**Description of the task:** Each entry below needs to be reproduced exactly as given.

**Stored data entries:**
+ + + +

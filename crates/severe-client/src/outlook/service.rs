// Copyright 2025 Chris Custine
//
// Licensed under the Apache License, Version 2.0 (the "License");
// you may not use this file except in compliance with the License.
// You may obtain a copy of the License at
//
//     http://www.apache.org/licenses/LICENSE-2.0
//
// Unless required by applicable law or agreed to in writing, software
// distributed under the License is distributed on an "AS IS" BASIS,
// WITHOUT WARRANTIES OR CONDITIONS OF ANY KIND, either express or implied.
// See the License for the specific language governing permissions and
// limitations under the License.

use std::sync::{Arc, Mutex};

use log::{debug, warn};

use super::{
    validate_coordinates, CategoricalSummary, CoordinateError, DayCategory, ForecastDay, Hazard,
    LocationSummary, OutlookLayer,
};
use crate::catalog::{LayerId, ServiceCatalog, TokenSet};
use crate::fetch::{Fetch, UpstreamError};

/// NOAA map service publishing the SPC outlooks.
pub const DEFAULT_SPC_BASE: &str =
    "https://mapservices.weather.noaa.gov/vector/rest/services/outlooks/SPC_wx_outlks/MapServer";

const CATEGORICAL_TOKENS: &[TokenSet<'static>] = &[&["categorical"]];

const PROBABILISTIC_TOKENS: &[TokenSet<'static>] = &[&["probabilistic"], &["probability"], &["prob"]];

const LAYER_QUERY: &[(&str, &str)] = &[
    ("where", "1=1"),
    ("outFields", "*"),
    ("returnGeometry", "true"),
    ("f", "geojson"),
];

/// Outlook lookups against the SPC map service.
///
/// The layer catalog is loaded on first use and kept until
/// [`invalidate_catalog`](Self::invalidate_catalog); a failed load is not
/// kept, so the next lookup retries it.
#[derive(Debug)]
pub struct OutlookService<F> {
    fetcher: F,
    base_url: String,
    catalog: Mutex<Option<Arc<ServiceCatalog>>>,
}

impl<F: Fetch> OutlookService<F> {
    /// Service against the public SPC map service.
    pub fn new(fetcher: F) -> Self {
        Self::with_base_url(fetcher, DEFAULT_SPC_BASE)
    }

    pub fn with_base_url(fetcher: F, base_url: impl Into<String>) -> Self {
        Self {
            fetcher,
            base_url: base_url.into().trim_end_matches('/').to_string(),
            catalog: Mutex::new(None),
        }
    }

    #[must_use]
    pub fn base_url(&self) -> &str {
        &self.base_url
    }

    /// Layer catalog, loading it on first call.
    pub fn catalog(&self) -> Result<Arc<ServiceCatalog>, UpstreamError> {
        if let Some(catalog) = self.catalog.lock().ok().and_then(|guard| guard.clone()) {
            return Ok(catalog);
        }

        let doc = self.fetcher.get_json(&self.base_url, &[("f", "pjson")])?;
        let catalog = Arc::new(ServiceCatalog::from_json(&doc));
        debug!("loaded SPC layer catalog: {} layers", catalog.len());

        if let Ok(mut guard) = self.catalog.lock() {
            *guard = Some(Arc::clone(&catalog));
        }
        Ok(catalog)
    }

    /// Drop the cached catalog so the next lookup reloads it.
    pub fn invalidate_catalog(&self) {
        if let Ok(mut guard) = self.catalog.lock() {
            *guard = None;
        }
    }

    /// Resolve a layer id, trying each token set in order.
    ///
    /// A catalog that cannot be loaded resolves nothing.
    pub fn resolve_layer(&self, day: ForecastDay, token_sets: &[TokenSet<'_>]) -> Option<LayerId> {
        match self.catalog() {
            Ok(catalog) => catalog.resolve_any(&day.label(), token_sets),
            Err(e) => {
                warn!("SPC layer catalog unavailable: {}", e);
                None
            }
        }
    }

    /// Fetch and parse one layer's features.
    ///
    /// An ArcGIS error document fails with [`UpstreamError::Service`].
    pub fn layer(&self, layer_id: LayerId) -> Result<OutlookLayer, UpstreamError> {
        let url = format!("{}/{}/query", self.base_url, layer_id);
        let collection = self.fetcher.get_json(&url, LAYER_QUERY)?;
        Ok(OutlookLayer::from_json(&collection))
    }

    /// Resolve and fetch a layer, logging whatever goes wrong.
    fn load_layer(&self, day: ForecastDay, token_sets: &[TokenSet<'_>], what: &str) -> Option<OutlookLayer> {
        let Some(layer_id) = self.resolve_layer(day, token_sets) else {
            debug!("{} {}: no layer", day, what);
            return None;
        };

        match self.layer(layer_id) {
            Ok(layer) => Some(layer),
            Err(e) => {
                warn!("{} {}: layer {} unavailable: {}", day, what, layer_id, e);
                None
            }
        }
    }

    /// Categorical risk for a day 1-3 outlook at the point.
    pub fn point_day_category(&self, lat: f64, lon: f64, day: ForecastDay) -> DayCategory {
        match self.load_layer(day, CATEGORICAL_TOKENS, "categorical") {
            None => DayCategory::Unavailable,
            Some(layer) => layer
                .max_category_at(lat, lon)
                .map_or(DayCategory::NoRisk, DayCategory::Risk),
        }
    }

    /// Highest probabilistic percent for a day outlook at the point.
    pub fn point_day_prob(&self, lat: f64, lon: f64, day: ForecastDay) -> Option<u8> {
        self.load_layer(day, PROBABILISTIC_TOKENS, "probabilistic")?
            .max_percent_at(lat, lon)
    }

    /// Highest percent of one hazard's day 1/2 probability outlook at the point.
    pub fn point_hazard_percent(&self, lat: f64, lon: f64, day: ForecastDay, hazard: Hazard) -> Option<u8> {
        let hz = hazard.token();
        let token_sets: [TokenSet<'_>; 4] = [
            &[hz, "prob"],
            &[hz, "probability"],
            &[hz, "probabilistic"],
            &[hz],
        ];
        self.load_layer(day, &token_sets, hz)?.max_percent_at(lat, lon)
    }

    /// Hazard and probabilistic percentages at a location.
    pub fn summarize_location(&self, lat: f64, lon: f64) -> Result<LocationSummary, CoordinateError> {
        validate_coordinates(lat, lon)?;

        let hazard = |day, hazard| self.point_hazard_percent(lat, lon, day, hazard);
        let prob = |day| ForecastDay::new(day).and_then(|day| self.point_day_prob(lat, lon, day));

        Ok(LocationSummary {
            d1_tor: hazard(ForecastDay::DAY1, Hazard::Tornado),
            d1_wind: hazard(ForecastDay::DAY1, Hazard::Wind),
            d1_hail: hazard(ForecastDay::DAY1, Hazard::Hail),
            d2_tor: hazard(ForecastDay::DAY2, Hazard::Tornado),
            d2_wind: hazard(ForecastDay::DAY2, Hazard::Wind),
            d2_hail: hazard(ForecastDay::DAY2, Hazard::Hail),
            d3_prob: prob(3),
            d4_prob: prob(4),
            d5_prob: prob(5),
            d6_prob: prob(6),
            d7_prob: prob(7),
        })
    }

    /// Categorical days 1-3 and probabilistic days 4-7 at a location.
    pub fn categorical_summary(&self, lat: f64, lon: f64) -> Result<CategoricalSummary, CoordinateError> {
        validate_coordinates(lat, lon)?;

        let prob = |day| ForecastDay::new(day).and_then(|day| self.point_day_prob(lat, lon, day));

        Ok(CategoricalSummary {
            day1_cat: self.point_day_category(lat, lon, ForecastDay::DAY1),
            day2_cat: self.point_day_category(lat, lon, ForecastDay::DAY2),
            day3_cat: self.point_day_category(lat, lon, ForecastDay::DAY3),
            day4_pct: prob(4),
            day5_pct: prob(5),
            day6_pct: prob(6),
            day7_pct: prob(7),
        })
    }
}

+ + + +

**Result below:**
filename crates/severe-client/src/outlook/service.rs
// Copyright 2025 Chris Custine
//
// Licensed under the Apache License, Version 2.0 (the "License");
// you may not use this file except in compliance with the License.
// You may obtain a copy of the License at
//
//     http://www.apache.org/licenses/LICENSE-2.0
//
// Unless required by applicable law or agreed to in writing, software
// distributed under the License is distributed on an "AS IS" BASIS,
// WITHOUT WARRANTIES OR CONDITIONS OF ANY KIND, either express or implied.
// See the License for the specific language governing permissions and
// limitations under the License.

use std::sync::{Arc, Mutex};

use log::{debug, warn};

use super::{
    validate_coordinates, CategoricalSummary, CoordinateError, DayCategory, ForecastDay, Hazard,
    LocationSummary, OutlookLayer,
};
use crate::catalog::{LayerId, ServiceCatalog, TokenSet};
use crate::fetch::{Fetch, UpstreamError};

/// NOAA map service publishing the SPC outlooks.
pub const DEFAULT_SPC_BASE: &str =
    "https://mapservices.weather.noaa.gov/vector/rest/services/outlooks/SPC_wx_outlks/MapServer";

const CATEGORICAL_TOKENS: &[TokenSet<'static>] = &[&["categorical"]];

const PROBABILISTIC_TOKENS: &[TokenSet<'static>] = &[&["probabilistic"], &["probability"], &["prob"]];

const LAYER_QUERY: &[(&str, &str)] = &[
    ("where", "1=1"),
    ("outFields", "*"),
    ("returnGeometry", "true"),
    ("f", "geojson"),
];

/// Outlook lookups against the SPC map service.
///
/// The layer catalog is loaded on first use and kept until
/// [`invalidate_catalog`](Self::invalidate_catalog); a failed load is not
/// kept, so the next lookup retries it.
#[derive(Debug)]
pub struct OutlookService<F> {
    fetcher: F,
    base_url: String,
    catalog: Mutex<Option<Arc<ServiceCatalog>>>,
}

impl<F: Fetch> OutlookService<F> {
    /// Service against the public SPC map service.
    pub fn new(fetcher: F) -> Self {
        Self::with_base_url(fetcher, DEFAULT_SPC_BASE)
    }

    pub fn with_base_url(fetcher: F, base_url: impl Into<String>) -> Self {
        Self {
            fetcher,
            base_url: base_url.into().trim_end_matches('/').to_string(),
            catalog: Mutex::new(None),
        }
    }

    #[must_use]
    pub fn base_url(&self) -> &str {
        &self.base_url
    }

    /// Layer catalog, loading it on first call.
    pub fn catalog(&self) -> Result<Arc<ServiceCatalog>, UpstreamError> {
        if let Some(catalog) = self.catalog.lock().ok().and_then(|guard| guard.clone()) {
            return Ok(catalog);
        }

        let doc = self.fetcher.get_json(&self.base_url, &[("f", "pjson")])?;
        let catalog = Arc::new(ServiceCatalog::from_json(&doc));
        debug!("loaded SPC layer catalog: {} layers", catalog.len());

        if let Ok(mut guard) = self.catalog.lock() {
            *guard = Some(Arc::clone(&catalog));
        }
        Ok(catalog)
    }

    /// Drop the cached catalog so the next lookup reloads it.
    pub fn invalidate_catalog(&self) {
        if let Ok(mut guard) = self.catalog.lock() {
            *guard = None;
        }
    }

    /// Resolve a layer id, trying each token set in order.
    ///
    /// A catalog that cannot be loaded resolves nothing.
    pub fn resolve_layer(&self, day: ForecastDay, token_sets: &[TokenSet<'_>]) -> Option<LayerId> {
        match self.catalog() {
            Ok(catalog) => catalog.resolve_any(&day.label(), token_sets),
            Err(e) => {
                warn!("SPC layer catalog unavailable: {}", e);
                None
            }
        }
    }

    /// Fetch and parse one layer's features.
    ///
    /// An ArcGIS error document fails with [`UpstreamError::Service`].
    pub fn layer(&self, layer_id: LayerId) -> Result<OutlookLayer, UpstreamError> {
        let url = format!("{}/{}/query", self.base_url, layer_id);
        let collection = self.fetcher.get_json(&url, LAYER_QUERY)?;
        Ok(OutlookLayer::from_json(&collection))
    }

    /// Resolve and fetch a layer, logging whatever goes wrong.
    fn load_layer(&self, day: ForecastDay, token_sets: &[TokenSet<'_>], what: &str) -> Option<OutlookLayer> {
        let Some(layer_id) = self.resolve_layer(day, token_sets) else {
            debug!("{} {}: no layer", day, what);
            return None;
        };

        match self.layer(layer_id) {
            Ok(layer) => Some(layer),
            Err(e) => {
                warn!("{} {}: layer {} unavailable: {}", day, what, layer_id, e);
                None
            }
        }
    }

    /// Categorical risk for a day 1-3 outlook at the point.
    pub fn point_day_category(&self, lat: f64, lon: f64, day: ForecastDay) -> DayCategory {
        match self.load_layer(day, CATEGORICAL_TOKENS, "categorical") {
            None => DayCategory::Unavailable,
            Some(layer) => layer
                .max_category_at(lat, lon)
                .map_or(DayCategory::NoRisk, DayCategory::Risk),
        }
    }

    /// Highest probabilistic percent for a day outlook at the point.
    pub fn point_day_prob(&self, lat: f64, lon: f64, day: ForecastDay) -> Option<u8> {
        self.load_layer(day, PROBABILISTIC_TOKENS, "probabilistic")?
            .max_percent_at(lat, lon)
    }

    /// Highest percent of one hazard's day 1/2 probability outlook at the point.
    pub fn point_hazard_percent(&self, lat: f64, lon: f64, day: ForecastDay, hazard: Hazard) -> Option<u8> {
        let hz = hazard.token();
        let token_sets: [TokenSet<'_>; 4] = [
            &[hz, "prob"],
            &[hz, "probability"],
            &[hz, "probabilistic"],
            &[hz],
        ];
        self.load_layer(day, &token_sets, hz)?.max_percent_at(lat, lon)
    }

    /// Hazard and probabilistic percentages at a location.
    pub fn summarize_location(&self, lat: f64, lon: f64) -> Result<LocationSummary, CoordinateError> {
        validate_coordinates(lat, lon)?;

        let hazard = |day, hazard| self.point_hazard_percent(lat, lon, day, hazard);
        let prob = |day| ForecastDay::new(day).and_then(|day| self.point_day_prob(lat, lon, day));

        Ok(LocationSummary {
            d1_tor: hazard(ForecastDay::DAY1, Hazard::Tornado),
            d1_wind: hazard(ForecastDay::DAY1, Hazard::Wind),
            d1_hail: hazard(ForecastDay::DAY1, Hazard::Hail),
            d2_tor: hazard(ForecastDay::DAY2, Hazard::Tornado),
            d2_wind: hazard(ForecastDay::DAY2, Hazard::Wind),
            d2_hail: hazard(ForecastDay::DAY2, Hazard::Hail),
            d3_prob: prob(3),
            d4_prob: prob(4),
            d5_prob: prob(5),
            d6_prob: prob(6),
            d7_prob: prob(7),
        })
    }

    /// Categorical days 1-3 and probabilistic days 4-7 at a location.
    pub fn categorical_summary(&self, lat: f64, lon: f64) -> Result<CategoricalSummary, CoordinateError> {
        validate_coordinates(lat, lon)?;

        let prob = |day| ForecastDay::new(day).and_then(|day| self.point_day_prob(lat, lon, day));

        Ok(CategoricalSummary {
            day1_cat: self.point_day_category(lat, lon, ForecastDay::DAY1),
            day2_cat: self.point_day_category(lat, lon, ForecastDay::DAY2),
            day3_cat: self.point_day_category(lat, lon, ForecastDay::DAY3),
            day4_pct: prob(4),
            day5_pct: prob(5),
            day6_pct: prob(6),
            day7_pct: prob(7),
        })
    }
}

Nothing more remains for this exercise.